Caches used to access main memory in a computer system can be organized into discrete, hierarchical levels. Typically, each level obeys inclusion, replicating the contents of a smaller level above it, so as to reduce the number of accesses to lower levels of the hierarchy. As memory access bandwidth demands grow, and technology feature size is further reduced, the size of on-chip cache memories is expected to increase.

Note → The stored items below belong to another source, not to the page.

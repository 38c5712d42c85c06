use fewshot_types::error::{CompileError, EvalError};
use thiserror::Error;

/// Errors returned by `fewshot-random-search`.
#[non_exhaustive]
#[derive(Debug, Error)]
pub enum SearchError {
    /// A seed outside `-3..num_candidate_sets` reached the candidate policy.
    #[error("invalid seed {seed}: expected -3 <= seed < {num_candidate_sets}")]
    InvalidSeed {
        /// The rejected seed.
        seed: i64,
        /// Configured number of randomized candidates.
        num_candidate_sets: usize,
    },

    /// The configuration cannot be searched.
    #[error("invalid configuration: {0}")]
    InvalidConfig(String),

    /// Every candidate failed to compile or evaluate.
    #[error("no candidate could be scored ({skipped} skipped)")]
    NoCandidates {
        /// Number of candidates that were skipped.
        skipped: usize,
    },

    /// Building a candidate failed.
    #[error("compile error: {0}")]
    Compile(#[from] CompileError),

    /// Scoring a candidate failed.
    #[error("evaluation error: {0}")]
    Eval(#[from] EvalError),
}

impl SearchError {
    /// Whether this error only concerns one candidate, so the search can
    /// move on to the next seed.
    pub fn is_candidate_failure(&self) -> bool {
        matches!(self, SearchError::Compile(_) | SearchError::Eval(_))
    }
}

#[cfg(test)]
mod tests {
    use super::*;

    #[test]
    fn candidate_failures_are_compile_and_eval_only() {
        assert!(SearchError::from(EvalError::WorkerFailed("x".into())).is_candidate_failure());
        assert!(SearchError::from(CompileError::InvalidConfig("x".into())).is_candidate_failure());
        assert!(
            !SearchError::InvalidSeed {
                seed: -4,
                num_candidate_sets: 2
            }
            .is_candidate_failure()
        );
        assert!(!SearchError::NoCandidates { skipped: 3 }.is_candidate_failure());
    }

    #[test]
    fn invalid_seed_display() {
        let err = SearchError::InvalidSeed {
            seed: 7,
            num_candidate_sets: 5,
        };
        assert_eq!(err.to_string(), "invalid seed 7: expected -3 <= seed < 5");
    }
}
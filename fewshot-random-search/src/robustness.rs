//! Top-K robustness: how well an ensemble of the best K candidates could do.
//!
//! For each K the K best-scoring candidates are taken, and for every
//! validation example the best of their per-example scores is kept. The
//! statistic is the mean of those maxima. A value well above the best
//! single score means the candidates are right on different examples.

use fewshot_types::evaluator::ScoreRecord;
use serde::{Deserialize, Serialize};
use std::cmp::Ordering;
use std::fmt;

/// Candidates needed before robustness is reported.
pub const MIN_HISTORY: usize = 3;

/// Ensemble sizes robustness is computed for.
pub const TOP_K: [TopK; 6] = [
    TopK::K(1),
    TopK::K(2),
    TopK::K(3),
    TopK::K(5),
    TopK::K(8),
    TopK::All,
];

/// An ensemble size.
#[derive(Debug, Clone, Copy, PartialEq, Eq, Serialize, Deserialize)]
#[serde(rename_all = "snake_case")]
pub enum TopK {
    /// The best `K` candidates, or all of them when fewer exist.
    K(usize),
    /// Every candidate.
    All,
}

impl TopK {
    /// How many of `available` candidates this size takes.
    pub fn take(self, available: usize) -> usize {
        match self {
            Self::K(k) => k.min(available),
            Self::All => available,
        }
    }
}

impl fmt::Display for TopK {
    fn fmt(&self, f: &mut fmt::Formatter<'_>) -> fmt::Result {
        match self {
            Self::K(k) => write!(f, "{k}"),
            Self::All => f.write_str("all"),
        }
    }
}

/// Robustness for one ensemble size.
#[derive(Debug, Clone, PartialEq, Serialize, Deserialize)]
pub struct RobustnessStat {
    /// Ensemble size.
    pub k: TopK,
    /// Candidates that contributed per-example scores.
    pub candidates: usize,
    /// Mean over examples of the best per-example score.
    pub average_of_max_per_entry: f64,
}

/// Robustness over every size in [`TOP_K`].
///
/// Empty until at least [`MIN_HISTORY`] records exist. Records are ranked by
/// aggregate score, highest first, with equal scores kept in the order given
/// and NaN scores ranked last. A size whose top records all lack per-example
/// scores is left out.
pub fn top_k_robustness<'a, I>(records: I) -> Vec<RobustnessStat>
where
    I: IntoIterator<Item = &'a ScoreRecord>,
{
    let mut ranked: Vec<&ScoreRecord> = records.into_iter().collect();
    if ranked.len() < MIN_HISTORY {
        return vec![];
    }
    ranked.sort_by(|a, b| descending(a.score, b.score));

    TOP_K
        .iter()
        .filter_map(|&k| {
            let top = &ranked[..k.take(ranked.len())];
            let candidates = top.iter().filter(|r| r.has_subscores()).count();
            average_of_max_per_entry(top.iter().copied()).map(|average| RobustnessStat {
                k,
                candidates,
                average_of_max_per_entry: average,
            })
        })
        .collect()
}

/// Mean over example positions of the best per-example score.
///
/// Records without per-example scores are ignored. Positions beyond the
/// shortest remaining record are ignored. `None` when nothing is left.
pub fn average_of_max_per_entry<'a, I>(records: I) -> Option<f64>
where
    I: IntoIterator<Item = &'a ScoreRecord>,
{
    let retained: Vec<&[f64]> = records
        .into_iter()
        .filter(|r| r.has_subscores())
        .map(|r| r.subscores.as_slice())
        .collect();
    let positions = retained.iter().map(|s| s.len()).min()?;
    if positions == 0 {
        return None;
    }

    let total: f64 = (0..positions)
        .map(|i| {
            retained
                .iter()
                .map(|s| s[i])
                .fold(f64::NEG_INFINITY, f64::max)
        })
        .sum();
    Some(total / positions as f64)
}

fn descending(a: f64, b: f64) -> Ordering {
    match (a.is_nan(), b.is_nan()) {
        (true, true) => Ordering::Equal,
        (true, false) => Ordering::Greater,
        (false, true) => Ordering::Less,
        (false, false) => b.partial_cmp(&a).unwrap_or(Ordering::Equal),
    }
}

Single levels of cache have traditionally had uniform access times. This Uniform Cache Architecture (UCA) may be divided into multiple sub-banks to reduce access time. A central pre-decoder is often used to drive signals to local decoders in the sub-banks. Data can be accessed at each sub-bank and returned to the output drivers after passing through multiplexers, where the requested line is assembled and driven to the cache controller. Increasing the size of the cache may increase data access time, due in part to global wire delays across the cache. Such delays may then contribute to the bulk of data access time, due to routing time to and from the banks. Thus, even when an optimal sub-banking organization is used, large caches of this type may perform poorly because the wire-delay-dominated process holds up receiving a portion of a line from the slowest of the sub-banks.
Another problem which may arise is that of contention, including bank contention, which occurs when a request stalls because the needed bank is busy servicing a different request, and channel contention, which occurs when the bank is free but the routing path to the bank is busy. In a UCA cache, latencies due to port contention may be sufficiently high to cause substantial losses. Multiported cells can be a poor solution for overlapping accesses in large caches, since area increases may expand loaded access times significantly. This is why, in some cases, a dual-port cache may not perform as well as a single-ported solution.
Thus, there is a need for apparatus, systems, articles, and methods for more efficiently utilizing cache memory banks that are independently accessible. There is also a need for apparatus, systems, articles, and methods which operate to reduce contention in the cache environment.